### Your objective
Read the listing and extract each line that includes the word "UpgradeCoordinator".

### Records shown
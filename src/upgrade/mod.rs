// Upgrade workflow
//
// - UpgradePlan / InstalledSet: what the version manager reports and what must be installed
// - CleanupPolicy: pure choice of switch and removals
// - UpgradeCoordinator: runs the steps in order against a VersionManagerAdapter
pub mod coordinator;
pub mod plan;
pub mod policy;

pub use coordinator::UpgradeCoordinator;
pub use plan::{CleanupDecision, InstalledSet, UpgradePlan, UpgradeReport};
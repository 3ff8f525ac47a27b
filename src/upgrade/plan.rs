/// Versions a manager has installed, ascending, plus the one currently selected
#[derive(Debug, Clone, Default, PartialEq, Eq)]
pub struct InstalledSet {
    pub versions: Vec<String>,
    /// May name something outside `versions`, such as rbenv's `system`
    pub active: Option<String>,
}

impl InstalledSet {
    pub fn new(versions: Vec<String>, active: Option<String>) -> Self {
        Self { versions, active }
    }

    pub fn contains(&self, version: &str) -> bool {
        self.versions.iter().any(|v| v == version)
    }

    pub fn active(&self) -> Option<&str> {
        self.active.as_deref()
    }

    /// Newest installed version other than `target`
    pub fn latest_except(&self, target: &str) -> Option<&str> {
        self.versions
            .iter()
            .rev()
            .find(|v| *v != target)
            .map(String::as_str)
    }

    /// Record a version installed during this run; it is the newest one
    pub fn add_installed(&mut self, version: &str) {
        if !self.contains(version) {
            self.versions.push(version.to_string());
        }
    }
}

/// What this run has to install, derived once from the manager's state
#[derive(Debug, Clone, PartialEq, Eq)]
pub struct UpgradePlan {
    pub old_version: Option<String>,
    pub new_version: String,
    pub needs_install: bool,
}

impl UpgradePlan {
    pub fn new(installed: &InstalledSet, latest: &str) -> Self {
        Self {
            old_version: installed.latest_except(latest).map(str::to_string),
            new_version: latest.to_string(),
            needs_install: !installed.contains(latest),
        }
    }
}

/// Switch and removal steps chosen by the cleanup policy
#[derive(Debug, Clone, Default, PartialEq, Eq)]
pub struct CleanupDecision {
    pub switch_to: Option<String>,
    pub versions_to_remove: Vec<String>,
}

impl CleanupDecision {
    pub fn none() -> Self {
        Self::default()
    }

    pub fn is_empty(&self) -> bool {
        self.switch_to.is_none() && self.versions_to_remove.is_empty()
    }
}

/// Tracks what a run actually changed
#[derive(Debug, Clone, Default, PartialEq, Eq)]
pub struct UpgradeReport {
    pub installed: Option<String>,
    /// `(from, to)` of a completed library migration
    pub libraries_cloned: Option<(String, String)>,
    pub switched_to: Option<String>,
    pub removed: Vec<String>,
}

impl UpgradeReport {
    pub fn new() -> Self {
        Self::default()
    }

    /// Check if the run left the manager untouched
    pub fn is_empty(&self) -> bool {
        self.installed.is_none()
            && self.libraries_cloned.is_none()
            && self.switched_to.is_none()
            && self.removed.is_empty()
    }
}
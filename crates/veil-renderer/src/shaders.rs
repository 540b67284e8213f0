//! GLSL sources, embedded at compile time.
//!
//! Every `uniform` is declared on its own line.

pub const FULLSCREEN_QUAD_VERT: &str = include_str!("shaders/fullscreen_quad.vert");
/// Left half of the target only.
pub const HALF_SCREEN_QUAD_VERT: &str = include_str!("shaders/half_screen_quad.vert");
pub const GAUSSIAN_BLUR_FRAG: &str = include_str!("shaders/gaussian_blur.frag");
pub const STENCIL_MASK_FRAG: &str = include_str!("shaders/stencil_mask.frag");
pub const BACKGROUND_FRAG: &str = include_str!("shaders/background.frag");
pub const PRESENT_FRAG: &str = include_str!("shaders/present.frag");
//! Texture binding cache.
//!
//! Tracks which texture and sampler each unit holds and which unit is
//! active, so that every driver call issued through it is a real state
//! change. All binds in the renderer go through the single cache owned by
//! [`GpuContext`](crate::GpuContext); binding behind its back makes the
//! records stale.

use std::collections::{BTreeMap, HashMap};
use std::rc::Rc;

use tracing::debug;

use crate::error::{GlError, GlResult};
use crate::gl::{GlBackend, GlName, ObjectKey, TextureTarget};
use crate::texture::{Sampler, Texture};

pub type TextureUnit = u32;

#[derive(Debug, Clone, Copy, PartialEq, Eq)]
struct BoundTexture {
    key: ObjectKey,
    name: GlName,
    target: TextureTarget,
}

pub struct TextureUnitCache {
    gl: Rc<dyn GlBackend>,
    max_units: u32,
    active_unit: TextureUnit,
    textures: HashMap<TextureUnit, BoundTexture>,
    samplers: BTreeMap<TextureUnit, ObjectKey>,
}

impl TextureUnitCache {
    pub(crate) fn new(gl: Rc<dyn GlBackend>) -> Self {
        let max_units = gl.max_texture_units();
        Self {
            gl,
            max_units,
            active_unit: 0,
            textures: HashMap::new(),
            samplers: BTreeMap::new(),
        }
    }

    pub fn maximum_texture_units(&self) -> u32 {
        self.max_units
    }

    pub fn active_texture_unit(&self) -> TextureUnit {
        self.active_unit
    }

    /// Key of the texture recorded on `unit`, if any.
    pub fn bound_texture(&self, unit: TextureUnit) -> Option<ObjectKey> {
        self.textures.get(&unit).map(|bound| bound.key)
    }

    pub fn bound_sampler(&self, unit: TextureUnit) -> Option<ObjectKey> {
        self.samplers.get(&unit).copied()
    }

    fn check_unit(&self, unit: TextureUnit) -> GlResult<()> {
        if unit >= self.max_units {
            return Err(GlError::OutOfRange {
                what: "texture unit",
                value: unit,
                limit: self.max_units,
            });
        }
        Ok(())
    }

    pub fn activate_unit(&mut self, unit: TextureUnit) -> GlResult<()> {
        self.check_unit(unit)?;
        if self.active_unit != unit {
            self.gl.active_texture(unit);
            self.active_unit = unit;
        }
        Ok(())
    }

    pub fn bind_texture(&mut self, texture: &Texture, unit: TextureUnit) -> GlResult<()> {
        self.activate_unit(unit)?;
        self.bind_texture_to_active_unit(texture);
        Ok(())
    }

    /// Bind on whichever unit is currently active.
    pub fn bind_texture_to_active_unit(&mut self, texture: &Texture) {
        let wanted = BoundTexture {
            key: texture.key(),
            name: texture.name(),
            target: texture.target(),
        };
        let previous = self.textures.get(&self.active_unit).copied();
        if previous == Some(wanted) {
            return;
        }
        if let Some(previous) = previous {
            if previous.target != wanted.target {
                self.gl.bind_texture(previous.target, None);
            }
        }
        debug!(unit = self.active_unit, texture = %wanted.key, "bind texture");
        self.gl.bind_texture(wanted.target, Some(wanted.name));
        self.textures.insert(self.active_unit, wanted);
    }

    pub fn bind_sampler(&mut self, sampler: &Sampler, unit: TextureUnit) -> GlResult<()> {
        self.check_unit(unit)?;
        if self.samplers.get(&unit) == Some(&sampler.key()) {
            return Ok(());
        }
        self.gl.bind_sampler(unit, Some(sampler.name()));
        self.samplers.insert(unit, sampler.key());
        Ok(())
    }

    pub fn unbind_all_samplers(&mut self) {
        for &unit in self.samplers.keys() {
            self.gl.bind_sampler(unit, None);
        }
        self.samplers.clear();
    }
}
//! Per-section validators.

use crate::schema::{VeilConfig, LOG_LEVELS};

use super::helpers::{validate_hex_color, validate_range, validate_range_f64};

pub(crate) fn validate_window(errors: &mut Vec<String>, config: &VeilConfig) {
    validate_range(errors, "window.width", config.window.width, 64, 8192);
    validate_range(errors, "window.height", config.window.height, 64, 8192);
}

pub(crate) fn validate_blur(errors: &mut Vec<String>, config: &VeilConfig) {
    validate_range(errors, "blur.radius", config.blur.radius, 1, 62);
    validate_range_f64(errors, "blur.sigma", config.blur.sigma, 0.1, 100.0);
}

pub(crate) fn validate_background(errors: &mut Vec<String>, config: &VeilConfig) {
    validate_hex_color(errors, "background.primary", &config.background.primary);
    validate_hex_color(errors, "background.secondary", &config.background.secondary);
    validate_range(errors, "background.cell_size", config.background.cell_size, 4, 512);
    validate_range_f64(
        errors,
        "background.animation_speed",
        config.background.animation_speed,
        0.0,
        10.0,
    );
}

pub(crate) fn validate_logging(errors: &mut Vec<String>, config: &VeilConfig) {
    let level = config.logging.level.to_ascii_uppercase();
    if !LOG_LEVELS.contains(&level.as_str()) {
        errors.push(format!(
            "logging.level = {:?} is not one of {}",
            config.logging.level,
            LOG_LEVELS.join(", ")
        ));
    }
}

### Problem solution
// - UpgradeCoordinator: runs the steps in order against a VersionManagerAdapter
pub use coordinator::UpgradeCoordinator;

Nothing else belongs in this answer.